A delicate dance continues this week between tens of thousands of public servants and the departments they work for.

Reports say the Australian Taxation Office will make a pay offer “soon” while staff at the Murray Darling Basin Authority and CASA will have to keep waiting.

The Defence Department left 20,000 staff knowing nothing new after it postponed the details of its pay offer this week.

The Department of the Prime Minister and Cabinet has managed to put together an offer - just 0.7 per cent a year, less than a third of the inflation rate.

But the staff in Tony Abbott’s office are yet to hear about extra cuts to conditions and entitlements.

Negotiators for the Murray Darling Basin Authority and Civil Aviation Safety Authority have held back their offers, and will miss their schedule release date next week.

ATO management has told the agency’s 20,000 employees it is still in the process of obtaining approvals for its pay offer.

The Australian Services Union says the ATO’s tactic is a breach of good faith bargaining requirements, which are set out in legislation.

The union says ATO management will not attend or participate in meetings at reasonable times, but it is difficult to tell which party is being more obstinate.

“The ATO says it wants to have discussions on February 12 in case it has approval to discuss remuneration,” ASU tax representative Jeff Lapidos told Fairfax Media.

"The ASU is not able to meet on February 12 ... we have made our ongoing work arrangements based on our agreement with the ATO and the CPSU that we meet every other week,” he said.

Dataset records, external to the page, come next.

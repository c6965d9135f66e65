// models/src/edges.rs
use std::fmt;
use std::str::FromStr;

use serde::{Deserialize, Serialize};
use uuid::Uuid;

use crate::errors::{ValidationError, ValidationResult};
use crate::medical::EventType;

/// Relationship carried by a directed edge between two clinical events.
#[derive(Debug, Clone, Copy, PartialEq, Eq, Hash, PartialOrd, Ord, Serialize, Deserialize)]
#[serde(rename_all = "snake_case", try_from = "String")]
pub enum RelationType {
    LeadsTo,
    Confirms,
    RulesOut,
    FollowedBy,
    CausedBy,
    TreatedBy,
    Monitors,
}

impl RelationType {
    pub fn as_str(&self) -> &'static str {
        match self {
            RelationType::LeadsTo => "leads_to",
            RelationType::Confirms => "confirms",
            RelationType::RulesOut => "rules_out",
            RelationType::FollowedBy => "followed_by",
            RelationType::CausedBy => "caused_by",
            RelationType::TreatedBy => "treated_by",
            RelationType::Monitors => "monitors",
        }
    }
}

impl fmt::Display for RelationType {
    fn fmt(&self, f: &mut fmt::Formatter<'_>) -> fmt::Result {
        f.write_str(self.as_str())
    }
}

impl FromStr for RelationType {
    type Err = ValidationError;

    fn from_str(s: &str) -> Result<Self, Self::Err> {
        match s.trim().to_lowercase().replace(['-', ' '], "_").as_str() {
            "leads_to" => Ok(RelationType::LeadsTo),
            "confirms" => Ok(RelationType::Confirms),
            "rules_out" => Ok(RelationType::RulesOut),
            "followed_by" => Ok(RelationType::FollowedBy),
            "caused_by" => Ok(RelationType::CausedBy),
            "treated_by" => Ok(RelationType::TreatedBy),
            "monitors" => Ok(RelationType::Monitors),
            other => Err(ValidationError::InvalidIdentifier(other.to_string())),
        }
    }
}

impl TryFrom<String> for RelationType {
    type Error = ValidationError;

    fn try_from(value: String) -> Result<Self, Self::Error> {
        value.parse()
    }
}

/// One row of the relation rule table: events of `from_type` followed by
/// events of `to_type` are linked with `relation`, weighted by `priority`.
#[derive(Debug, Clone, Copy, PartialEq, Eq, Serialize, Deserialize)]
pub struct EdgeRule {
    pub from_type: EventType,
    pub to_type: EventType,
    pub relation: RelationType,
    pub priority: u8,
}

impl EdgeRule {
    pub const fn new(from_type: EventType, to_type: EventType, relation: RelationType, priority: u8) -> Self {
        Self { from_type, to_type, relation, priority }
    }

    pub fn validate(&self) -> ValidationResult<()> {
        if !(1..=10).contains(&self.priority) {
            return Err(ValidationError::PriorityOutOfRange(self.priority));
        }
        Ok(())
    }

    /// Upper bound of the confidence an edge produced by this rule can carry.
    pub fn base_confidence(&self) -> f64 {
        f64::from(self.priority) / 10.0
    }
}

/// An edge as requested by the construction engine, before the store assigns an id.
#[derive(Debug, Clone, PartialEq, Serialize, Deserialize)]
pub struct NewClinicalEventEdge {
    pub patient_id: Uuid,
    pub from_event_id: Uuid,
    pub to_event_id: Uuid,
    pub relation_type: RelationType,
    pub confidence: f64,
}

impl NewClinicalEventEdge {
    /// Key enforced unique by every store.
    pub fn unique_key(&self) -> (Uuid, Uuid, RelationType) {
        (self.from_event_id, self.to_event_id, self.relation_type)
    }

    pub fn validate(&self) -> ValidationResult<()> {
        if !(0.0..=1.0).contains(&self.confidence) {
            return Err(ValidationError::ConfidenceOutOfRange(self.confidence));
        }
        Ok(())
    }

    pub fn into_edge(self, id: Uuid) -> ClinicalEventEdge {
        ClinicalEventEdge {
            id,
            patient_id: self.patient_id,
            from_event_id: self.from_event_id,
            to_event_id: self.to_event_id,
            relation_type: self.relation_type,
            confidence: self.confidence,
        }
    }
}

/// A directed, typed, confidence-weighted relationship between two events.
#[derive(Debug, Clone, PartialEq, Serialize, Deserialize)]
pub struct ClinicalEventEdge {
    pub id: Uuid,
    pub patient_id: Uuid,
    pub from_event_id: Uuid,
    pub to_event_id: Uuid,
    pub relation_type: RelationType,
    pub confidence: f64,
}

impl ClinicalEventEdge {
    pub fn unique_key(&self) -> (Uuid, Uuid, RelationType) {
        (self.from_event_id, self.to_event_id, self.relation_type)
    }

    pub fn touches(&self, event_id: &Uuid) -> bool {
        self.from_event_id == *event_id || self.to_event_id == *event_id
    }
}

ATO assistant commissioner Christine Dacey allegedly said in a response to the union: “We offered to you, and all other bargaining representatives, a full and frank face-to-face discussion about the ATO pay offer after we receive the necessary approvals.

“You emphatically rejected this proposal on the basis that you were not available for any time whatsoever next week, and that our suggestion to hold such a meeting was a breach of good faith obligations.

“I reject your statement that the ATO was unreasonably insisting that bargaining representatives meet at this time.

“We made it clear to you that this meeting was merely the start of a longer discussion about the remuneration proposal.”